Collected data:
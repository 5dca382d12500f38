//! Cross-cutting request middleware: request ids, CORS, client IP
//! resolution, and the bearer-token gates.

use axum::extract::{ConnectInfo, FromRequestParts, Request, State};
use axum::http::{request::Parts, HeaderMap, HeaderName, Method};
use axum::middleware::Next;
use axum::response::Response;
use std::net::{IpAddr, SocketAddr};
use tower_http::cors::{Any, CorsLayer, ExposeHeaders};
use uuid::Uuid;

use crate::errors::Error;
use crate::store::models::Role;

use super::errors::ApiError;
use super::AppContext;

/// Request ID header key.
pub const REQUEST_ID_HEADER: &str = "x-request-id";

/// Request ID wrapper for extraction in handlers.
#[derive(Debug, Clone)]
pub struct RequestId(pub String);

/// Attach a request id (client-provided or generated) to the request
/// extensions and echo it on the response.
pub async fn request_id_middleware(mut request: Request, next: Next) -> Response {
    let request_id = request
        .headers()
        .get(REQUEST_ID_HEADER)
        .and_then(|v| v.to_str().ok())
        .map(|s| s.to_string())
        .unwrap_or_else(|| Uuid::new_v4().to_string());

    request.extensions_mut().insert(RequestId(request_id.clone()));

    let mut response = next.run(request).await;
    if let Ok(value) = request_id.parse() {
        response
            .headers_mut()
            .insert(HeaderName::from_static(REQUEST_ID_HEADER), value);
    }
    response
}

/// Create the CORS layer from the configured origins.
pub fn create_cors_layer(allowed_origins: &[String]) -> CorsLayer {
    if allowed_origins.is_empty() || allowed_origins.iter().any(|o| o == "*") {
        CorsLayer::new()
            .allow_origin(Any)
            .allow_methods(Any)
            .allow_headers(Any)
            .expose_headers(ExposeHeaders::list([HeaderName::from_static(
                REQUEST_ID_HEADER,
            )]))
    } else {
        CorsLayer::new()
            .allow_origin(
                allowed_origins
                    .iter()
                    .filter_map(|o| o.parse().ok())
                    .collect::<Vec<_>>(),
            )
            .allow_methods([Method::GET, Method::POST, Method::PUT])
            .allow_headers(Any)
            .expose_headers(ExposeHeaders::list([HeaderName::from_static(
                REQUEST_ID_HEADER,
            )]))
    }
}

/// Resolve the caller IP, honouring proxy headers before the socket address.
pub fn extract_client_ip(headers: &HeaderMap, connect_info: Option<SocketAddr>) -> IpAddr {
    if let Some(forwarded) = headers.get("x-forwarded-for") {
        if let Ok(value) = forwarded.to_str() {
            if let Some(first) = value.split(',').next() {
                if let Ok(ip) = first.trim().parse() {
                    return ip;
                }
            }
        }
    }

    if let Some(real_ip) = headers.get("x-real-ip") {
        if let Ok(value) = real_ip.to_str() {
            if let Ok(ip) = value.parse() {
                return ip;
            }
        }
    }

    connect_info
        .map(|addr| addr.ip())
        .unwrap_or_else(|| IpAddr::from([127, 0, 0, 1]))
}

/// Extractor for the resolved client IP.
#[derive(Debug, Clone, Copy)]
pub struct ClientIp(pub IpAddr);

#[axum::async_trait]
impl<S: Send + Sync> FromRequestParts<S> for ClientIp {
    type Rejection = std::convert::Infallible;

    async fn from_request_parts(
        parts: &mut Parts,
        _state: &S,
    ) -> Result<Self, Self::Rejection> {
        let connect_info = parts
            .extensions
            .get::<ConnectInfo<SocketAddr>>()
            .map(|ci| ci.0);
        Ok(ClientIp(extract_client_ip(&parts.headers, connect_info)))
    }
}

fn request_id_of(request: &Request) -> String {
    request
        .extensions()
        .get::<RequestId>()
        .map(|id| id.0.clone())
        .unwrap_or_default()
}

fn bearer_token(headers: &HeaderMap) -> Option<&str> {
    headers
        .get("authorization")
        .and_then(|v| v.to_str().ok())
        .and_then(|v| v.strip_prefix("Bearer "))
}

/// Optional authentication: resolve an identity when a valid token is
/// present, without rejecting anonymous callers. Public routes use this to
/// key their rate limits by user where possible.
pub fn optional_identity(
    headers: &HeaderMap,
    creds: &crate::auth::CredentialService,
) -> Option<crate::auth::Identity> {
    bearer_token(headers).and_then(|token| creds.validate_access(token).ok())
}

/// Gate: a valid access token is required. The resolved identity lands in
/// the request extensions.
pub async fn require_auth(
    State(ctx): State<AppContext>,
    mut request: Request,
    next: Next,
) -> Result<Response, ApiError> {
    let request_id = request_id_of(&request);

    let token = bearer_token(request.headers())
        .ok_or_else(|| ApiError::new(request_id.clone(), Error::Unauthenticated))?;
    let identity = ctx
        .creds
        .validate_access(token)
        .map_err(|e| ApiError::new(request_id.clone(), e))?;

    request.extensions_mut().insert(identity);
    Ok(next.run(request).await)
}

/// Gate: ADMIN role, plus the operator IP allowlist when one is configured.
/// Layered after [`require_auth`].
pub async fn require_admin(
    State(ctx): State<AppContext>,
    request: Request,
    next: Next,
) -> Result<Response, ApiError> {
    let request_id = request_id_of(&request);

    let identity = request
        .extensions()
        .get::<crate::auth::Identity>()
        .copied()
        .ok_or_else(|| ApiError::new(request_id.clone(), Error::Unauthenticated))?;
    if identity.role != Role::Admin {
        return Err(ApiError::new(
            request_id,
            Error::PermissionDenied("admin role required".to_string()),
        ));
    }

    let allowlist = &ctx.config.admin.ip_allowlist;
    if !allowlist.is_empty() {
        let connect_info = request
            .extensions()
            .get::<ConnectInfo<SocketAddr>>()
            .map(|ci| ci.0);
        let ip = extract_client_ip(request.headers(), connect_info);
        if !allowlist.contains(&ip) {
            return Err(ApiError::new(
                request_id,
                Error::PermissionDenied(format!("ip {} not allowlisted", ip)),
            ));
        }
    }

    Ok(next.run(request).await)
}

> [Task instructions]: Extract every entry above as it appears.

> [Exercise solution]:
repository 5dca382d12500f38
//! Cross-cutting request middleware: request ids, CORS, client IP
//! resolution, and the bearer-token gates.

use axum::extract::{ConnectInfo, FromRequestParts, Request, State};
use axum::http::{request::Parts, HeaderMap, HeaderName, Method};
use axum::middleware::Next;
use axum::response::Response;
use std::net::{IpAddr, SocketAddr};
use tower_http::cors::{Any, CorsLayer, ExposeHeaders};
use uuid::Uuid;

use crate::errors::Error;
use crate::store::models::Role;

use super::errors::ApiError;
use super::AppContext;

/// Request ID header key.
pub const REQUEST_ID_HEADER: &str = "x-request-id";

/// Request ID wrapper for extraction in handlers.
#[derive(Debug, Clone)]
pub struct RequestId(pub String);

/// Attach a request id (client-provided or generated) to the request
/// extensions and echo it on the response.
pub async fn request_id_middleware(mut request: Request, next: Next) -> Response {
    let request_id = request
        .headers()
        .get(REQUEST_ID_HEADER)
        .and_then(|v| v.to_str().ok())
        .map(|s| s.to_string())
        .unwrap_or_else(|| Uuid::new_v4().to_string());

    request.extensions_mut().insert(RequestId(request_id.clone()));

    let mut response = next.run(request).await;
    if let Ok(value) = request_id.parse() {
        response
            .headers_mut()
            .insert(HeaderName::from_static(REQUEST_ID_HEADER), value);
    }
    response
}

/// Create the CORS layer from the configured origins.
pub fn create_cors_layer(allowed_origins: &[String]) -> CorsLayer {
    if allowed_origins.is_empty() || allowed_origins.iter().any(|o| o == "*") {
        CorsLayer::new()
            .allow_origin(Any)
            .allow_methods(Any)
            .allow_headers(Any)
            .expose_headers(ExposeHeaders::list([HeaderName::from_static(
                REQUEST_ID_HEADER,
            )]))
    } else {
        CorsLayer::new()
            .allow_origin(
                allowed_origins
                    .iter()
                    .filter_map(|o| o.parse().ok())
                    .collect::<Vec<_>>(),
            )
            .allow_methods([Method::GET, Method::POST, Method::PUT])
            .allow_headers(Any)
            .expose_headers(ExposeHeaders::list([HeaderName::from_static(
                REQUEST_ID_HEADER,
            )]))
    }
}

/// Resolve the caller IP, honouring proxy headers before the socket address.
pub fn extract_client_ip(headers: &HeaderMap, connect_info: Option<SocketAddr>) -> IpAddr {
    if let Some(forwarded) = headers.get("x-forwarded-for") {
        if let Ok(value) = forwarded.to_str() {
            if let Some(first) = value.split(',').next() {
                if let Ok(ip) = first.trim().parse() {
                    return ip;
                }
            }
        }
    }

    if let Some(real_ip) = headers.get("x-real-ip") {
        if let Ok(value) = real_ip.to_str() {
            if let Ok(ip) = value.parse() {
                return ip;
            }
        }
    }

    connect_info
        .map(|addr| addr.ip())
        .unwrap_or_else(|| IpAddr::from([127, 0, 0, 1]))
}

/// Extractor for the resolved client IP.
#[derive(Debug, Clone, Copy)]
pub struct ClientIp(pub IpAddr);

#[axum::async_trait]
impl<S: Send + Sync> FromRequestParts<S> for ClientIp {
    type Rejection = std::convert::Infallible;

    async fn from_request_parts(
        parts: &mut Parts,
        _state: &S,
    ) -> Result<Self, Self::Rejection> {
        let connect_info = parts
            .extensions
            .get::<ConnectInfo<SocketAddr>>()
            .map(|ci| ci.0);
        Ok(ClientIp(extract_client_ip(&parts.headers, connect_info)))
    }
}

fn request_id_of(request: &Request) -> String {
    request
        .extensions()
        .get::<RequestId>()
        .map(|id| id.0.clone())
        .unwrap_or_default()
}

fn bearer_token(headers: &HeaderMap) -> Option<&str> {
    headers
        .get("authorization")
        .and_then(|v| v.to_str().ok())
        .and_then(|v| v.strip_prefix("Bearer "))
}

/// Optional authentication: resolve an identity when a valid token is
/// present, without rejecting anonymous callers. Public routes use this to
/// key their rate limits by user where possible.
pub fn optional_identity(
    headers: &HeaderMap,
    creds: &crate::auth::CredentialService,
) -> Option<crate::auth::Identity> {
    bearer_token(headers).and_then(|token| creds.validate_access(token).ok())
}

/// Gate: a valid access token is required. The resolved identity lands in
/// the request extensions.
pub async fn require_auth(
    State(ctx): State<AppContext>,
    mut request: Request,
    next: Next,
) -> Result<Response, ApiError> {
    let request_id = request_id_of(&request);

    let token = bearer_token(request.headers())
        .ok_or_else(|| ApiError::new(request_id.clone(), Error::Unauthenticated))?;
    let identity = ctx
        .creds
        .validate_access(token)
        .map_err(|e| ApiError::new(request_id.clone(), e))?;

    request.extensions_mut().insert(identity);
    Ok(next.run(request).await)
}

/// Gate: ADMIN role, plus the operator IP allowlist when one is configured.
/// Layered after [`require_auth`].
pub async fn require_admin(
    State(ctx): State<AppContext>,
    request: Request,
    next: Next,
) -> Result<Response, ApiError> {
    let request_id = request_id_of(&request);

    let identity = request
        .extensions()
        .get::<crate::auth::Identity>()
        .copied()
        .ok_or_else(|| ApiError::new(request_id.clone(), Error::Unauthenticated))?;
    if identity.role != Role::Admin {
        return Err(ApiError::new(
            request_id,
            Error::PermissionDenied("admin role required".to_string()),
        ));
    }

    let allowlist = &ctx.config.admin.ip_allowlist;
    if !allowlist.is_empty() {
        let connect_info = request
            .extensions()
            .get::<ConnectInfo<SocketAddr>>()
            .map(|ci| ci.0);
        let ip = extract_client_ip(request.headers(), connect_info);
        if !allowlist.contains(&ip) {
            return Err(ApiError::new(
                request_id,
                Error::PermissionDenied(format!("ip {} not allowlisted", ip)),
            ));
        }
    }

    Ok(next.run(request).await)
}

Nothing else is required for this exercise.